Le CNDD a supprimé l’accès des partis politiques aux médias d’Etat et les émissions à caractère politique dans les médias privés. C’est une atteinte à la liberté d’opinion et d’expression des citoyens ; c’est une violation de la liberté d’action et de fonctionnement des partis politiques pourtant légalement constitués, alors qu’au même moment, le CNDD et son Président continuent de faire la une de tous les journaux télévisés. Cette situation montre que le combat politique et médiatique ne pourra pas être loyal pendant le processus électoral et qu’il se fera au détriment des partis qui veulent le changement.
En outre, les leaders politiques sont fréquemment pris à partie publiquement. Ils sont l’objet d’insinuations mensongères, de diffamation, d’atteintes à leur vie privée, cités nommément par le chef de la junte dans le but de les déstabiliser ou de diviser la classe politique.
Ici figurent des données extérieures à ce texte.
//! A connection-oriented message transport for Scalability-Protocols sockets,
//!  layered on top of a connectionless virtual L2 overlay network (a
//!  ZeroTier-like network running over UDP).
//!
//! The overlay gives us encrypted, best-effort delivery of Ethernet-style
//!  frames between 40-bit node identities. This crate builds the missing
//!  connection abstraction on top of that: many logical *pipes* multiplexed
//!  over one node identity, each pipe carrying whole application messages in
//!  both directions.
//!
//! ## Design goals
//!
//! * Emulate connections over a connectionless network
//!   * 24-bit port numbers are combined with the 40-bit node id into 64-bit
//!     addresses - one hash lookup demultiplexes every incoming frame
//!   * ports above 0x800000 are ephemeral and allocated from a randomly
//!     seeded counter; the rest are available for well-known services
//! * The abstraction is sending / receiving *messages* (defined-length chunks
//!   of data), not byte streams
//!   * messages are fragmented to the virtual network's MTU and reassembled
//!     from out-of-order fragments on the far side; fragments of several
//!     messages may interleave
//!   * delivery is best-effort: a message whose fragments stop arriving is
//!     discarded after a staleness window, and the *next* fully reassembled
//!     message wins - there is no cross-message ordering guarantee
//! * Connection establishment is a two-frame handshake with retries
//!   * the dialer re-sends its request on a timer and gives up after a
//!     configured number of attempts
//!   * listeners keep a bounded backlog of unpaired requests and answer
//!     retransmits idempotently - a duplicate request never yields a second
//!     pipe
//! * One shared overlay instance per home directory
//!   * the overlay library is not reentrant: one node-wide lock serializes
//!     it together with all demux state, and its callbacks are buffered and
//!     acted on after the overlay call returns
//!   * a background worker thread runs the overlay's housekeeping at the
//!     times it asks for
//!
//! ## Frame format
//!
//! Every frame starts with a fixed 12-byte header - all numbers in network
//!  byte order:
//!
//! ```ascii
//! 0:  opcode (u8)
//! 1:  flags (u8, must be zero)
//! 2:  protocol version (u16, currently 0x0001)
//! 4:  reserved (u8, must be zero)
//! 5:  destination port (u24)
//! 8:  reserved (u8, must be zero)
//! 9:  source port (u24)
//! ```
//!
//! followed by the opcode-specific body:
//!
//! ```ascii
//! DATA    (0x00) / DATA_MF (0x01):
//!     msg id (u16), fragment size (u16), fragment number (u16),
//!     fragment count (u16), payload
//! CONN_REQ (0x10) / CONN_ACK (0x12):
//!     SP protocol number (u16)
//! DISC_REQ (0x20), PING_REQ (0x30), PING_ACK (0x32):
//!     no body
//! ERROR   (0x40):
//!     code (u8), UTF-8 reason (rest of frame)
//! ```
//!
//! `DATA_MF` marks a fragment with more to follow; the final fragment of a
//!  message goes out as plain `DATA`. Frames travel on the overlay under
//!  ethertype 0x0901.

pub mod addr;
pub mod config;
pub mod endpoint;
pub mod error;
pub mod fragment;
pub mod frame;
mod id_table;
mod node;
pub mod overlay;
pub mod pipe;
pub mod state_store;
mod wire;
pub mod zt_url;

#[cfg(test)]
mod test_util;

pub use crate::config::ZtConfig;
pub use crate::endpoint::{Dialer, Listener};
pub use crate::error::{ZtError, ZtResult};
pub use crate::pipe::Pipe;
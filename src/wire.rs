use std::net::SocketAddr;
use std::sync::Arc;

use async_trait::async_trait;
#[cfg(test)]
use mockall::automock;
use tokio::net::UdpSocket;
use tokio::sync::mpsc;
use tokio::task::JoinHandle;
use tracing::{error, trace};

/// Abstraction over a UDP socket, introduced to facilitate mocking the I/O
///  part away for testing.
#[cfg_attr(test, automock)]
#[async_trait]
pub trait WireSocket: Send + Sync + 'static {
    /// Best-effort send: failures are logged and the packet is dropped.
    async fn send_packet(&self, to: SocketAddr, buf: &[u8]);

    async fn recv_packet(&self, buf: &mut [u8]) -> anyhow::Result<(usize, SocketAddr)>;
}

#[async_trait]
impl WireSocket for UdpSocket {
    async fn send_packet(&self, to: SocketAddr, buf: &[u8]) {
        trace!("UDP socket: sending {} bytes to {:?}", buf.len(), to);

        if let Err(e) = self.send_to(buf, to).await {
            error!("error sending UDP packet to {:?}: {}", to, e);
        }
    }

    async fn recv_packet(&self, buf: &mut [u8]) -> anyhow::Result<(usize, SocketAddr)> {
        Ok(self.recv_from(buf).await?)
    }
}

/// Handle for enqueueing outgoing packets from synchronous contexts (the
///  overlay's wire-send callback fires under the node lock). Packets are
///  copied to the heap and shipped by a worker task; when the worker is gone,
///  sends drop silently.
#[derive(Clone)]
pub struct WireSender {
    tx: mpsc::UnboundedSender<(SocketAddr, Vec<u8>)>,
}

impl WireSender {
    pub fn send(&self, to: SocketAddr, payload: Vec<u8>) {
        if self.tx.send((to, payload)).is_err() {
            trace!("send worker gone, dropping packet to {:?}", to);
        }
    }
}

/// Spawns the send worker owning the socket's outgoing half.
pub fn spawn_send_worker(socket: Arc<dyn WireSocket>) -> (WireSender, JoinHandle<()>) {
    let (tx, mut rx) = mpsc::unbounded_channel::<(SocketAddr, Vec<u8>)>();

    let handle = tokio::spawn(async move {
        while let Some((to, buf)) = rx.recv().await {
            socket.send_packet(to, &buf).await;
        }
    });

    (WireSender { tx }, handle)
}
Certains leaders comme le président de Nouvelles Forces Démocratiques sont menacés de mort et victimes d’actes d’intimidation, notamment de tentative d’arrestation à domicile par des militaires.
Sur le plan des contre-pouvoirs, le Conseil National de la Communication (CNC) qui a pour mission de « garantir l’impartialité du service public de radiodiffusion-télévision, de veiller à la qualité et à la diversité des programmes » n’a aucune effectivité. De même, le Conseil Economique et Social a été remis en vigueur, mais il n’a aucune existence sur le terrain.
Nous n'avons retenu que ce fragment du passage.